Output all records exactly.

+ + + + +

use std::path::PathBuf;

use anyhow::Result;
use clap::{Parser, Subcommand};

use lurebench::cli;
use lurebench::eval::EvalOptions;

#[derive(Parser)]
#[command(
    name = "lurebench",
    about = "Lurebench — phishing corpus builder and classifier robustness harness",
    version,
    after_help = "Run 'lurebench <command> --help' for details on each command."
)]
struct Cli {
    /// Root directory for stored artifacts, the corpus file, and the model
    #[arg(long, global = true, default_value = "data")]
    data_dir: PathBuf,

    /// Enable verbose/debug logging
    #[arg(long, short, global = true)]
    verbose: bool,

    #[command(subcommand)]
    command: Commands,
}

#[derive(Subcommand)]
enum Commands {
    /// Aggregate URL feeds, validate liveness, and write the labeled corpus
    Build {
        /// Maximum accepted phishing pages
        #[arg(long, default_value = "2500")]
        phish_quota: usize,
        /// Maximum accepted legitimate pages
        #[arg(long, default_value = "1500")]
        legit_quota: usize,
        /// Maximum in-flight renders
        #[arg(long, default_value = "15")]
        concurrency: usize,
        /// Per-URL render timeout in milliseconds
        #[arg(long, default_value = "8000")]
        timeout: u64,
        /// Minimum trimmed HTML length for a page to count as live
        #[arg(long, default_value = "80")]
        min_html: usize,
    },
    /// Train the text classifier from stored HTML artifacts
    Train,
    /// Score a corpus sample before and after HTML perturbation
    Technique1 {
        /// Number of corpus rows to sample
        #[arg(long, default_value = "200")]
        samples: usize,
        /// Per-URL render timeout in milliseconds
        #[arg(long, default_value = "15000")]
        timeout: u64,
        /// Post-navigation settle delay in milliseconds
        #[arg(long, default_value = "4000")]
        settle: u64,
    },
    /// Score a corpus sample as a distinct variant with similarity drop
    Technique2 {
        /// Number of corpus rows to sample
        #[arg(long, default_value = "200")]
        samples: usize,
        /// Per-URL render timeout in milliseconds
        #[arg(long, default_value = "15000")]
        timeout: u64,
        /// Post-navigation settle delay in milliseconds
        #[arg(long, default_value = "3000")]
        settle: u64,
    },
}

#[tokio::main]
async fn main() -> Result<()> {
    let args = Cli::parse();

    let default_level = if args.verbose {
        "lurebench=debug"
    } else {
        "lurebench=info"
    };
    tracing_subscriber::fmt()
        .with_env_filter(
            tracing_subscriber::EnvFilter::from_default_env()
                .add_directive(default_level.parse()?),
        )
        .init();

    std::fs::create_dir_all(&args.data_dir)?;

    match args.command {
        Commands::Build {
            phish_quota,
            legit_quota,
            concurrency,
            timeout,
            min_html,
        } => {
            cli::build_cmd::run(
                &args.data_dir,
                cli::build_cmd::BuildOptions {
                    phish_quota,
                    legit_quota,
                    concurrency,
                    timeout_ms: timeout,
                    min_html_len: min_html,
                },
            )
            .await
        }
        Commands::Train => cli::train_cmd::run(&args.data_dir),
        Commands::Technique1 {
            samples,
            timeout,
            settle,
        } => {
            cli::technique1_cmd::run(
                &args.data_dir,
                EvalOptions {
                    n_samples: samples,
                    timeout_ms: timeout,
                    settle_ms: settle,
                },
            )
            .await
        }
        Commands::Technique2 {
            samples,
            timeout,
            settle,
        } => {
            cli::technique2_cmd::run(
                &args.data_dir,
                EvalOptions {
                    n_samples: samples,
                    timeout_ms: timeout,
                    settle_ms: settle,
                },
            )
            .await
        }
    }
}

+ + + + +

Answer box
use std::path::PathBuf;

use anyhow::Result;
use clap::{Parser, Subcommand};

use lurebench::cli;
use lurebench::eval::EvalOptions;

#[derive(Parser)]
#[command(
    name = "lurebench",
    about = "Lurebench — phishing corpus builder and classifier robustness harness",
    version,
    after_help = "Run 'lurebench <command> --help' for details on each command."
)]
struct Cli {
    /// Root directory for stored artifacts, the corpus file, and the model
    #[arg(long, global = true, default_value = "data")]
    data_dir: PathBuf,

    /// Enable verbose/debug logging
    #[arg(long, short, global = true)]
    verbose: bool,

    #[command(subcommand)]
    command: Commands,
}

#[derive(Subcommand)]
enum Commands {
    /// Aggregate URL feeds, validate liveness, and write the labeled corpus
    Build {
        /// Maximum accepted phishing pages
        #[arg(long, default_value = "2500")]
        phish_quota: usize,
        /// Maximum accepted legitimate pages
        #[arg(long, default_value = "1500")]
        legit_quota: usize,
        /// Maximum in-flight renders
        #[arg(long, default_value = "15")]
        concurrency: usize,
        /// Per-URL render timeout in milliseconds
        #[arg(long, default_value = "8000")]
        timeout: u64,
        /// Minimum trimmed HTML length for a page to count as live
        #[arg(long, default_value = "80")]
        min_html: usize,
    },
    /// Train the text classifier from stored HTML artifacts
    Train,
    /// Score a corpus sample before and after HTML perturbation
    Technique1 {
        /// Number of corpus rows to sample
        #[arg(long, default_value = "200")]
        samples: usize,
        /// Per-URL render timeout in milliseconds
        #[arg(long, default_value = "15000")]
        timeout: u64,
        /// Post-navigation settle delay in milliseconds
        #[arg(long, default_value = "4000")]
        settle: u64,
    },
    /// Score a corpus sample as a distinct variant with similarity drop
    Technique2 {
        /// Number of corpus rows to sample
        #[arg(long, default_value = "200")]
        samples: usize,
        /// Per-URL render timeout in milliseconds
        #[arg(long, default_value = "15000")]
        timeout: u64,
        /// Post-navigation settle delay in milliseconds
        #[arg(long, default_value = "3000")]
        settle: u64,
    },
}

#[tokio::main]
async fn main() -> Result<()> {
    let args = Cli::parse();

    let default_level = if args.verbose {
        "lurebench=debug"
    } else {
        "lurebench=info"
    };
    tracing_subscriber::fmt()
        .with_env_filter(
            tracing_subscriber::EnvFilter::from_default_env()
                .add_directive(default_level.parse()?),
        )
        .init();

    std::fs::create_dir_all(&args.data_dir)?;

    match args.command {
        Commands::Build {
            phish_quota,
            legit_quota,
            concurrency,
            timeout,
            min_html,
        } => {
            cli::build_cmd::run(
                &args.data_dir,
                cli::build_cmd::BuildOptions {
                    phish_quota,
                    legit_quota,
                    concurrency,
                    timeout_ms: timeout,
                    min_html_len: min_html,
                },
            )
            .await
        }
        Commands::Train => cli::train_cmd::run(&args.data_dir),
        Commands::Technique1 {
            samples,
            timeout,
            settle,
        } => {
            cli::technique1_cmd::run(
                &args.data_dir,
                EvalOptions {
                    n_samples: samples,
                    timeout_ms: timeout,
                    settle_ms: settle,
                },
            )
            .await
        }
        Commands::Technique2 {
            samples,
            timeout,
            settle,
        } => {
            cli::technique2_cmd::run(
                &args.data_dir,
                EvalOptions {
                    n_samples: samples,
                    timeout_ms: timeout,
                    settle_ms: settle,
                },
            )
            .await
        }
    }
}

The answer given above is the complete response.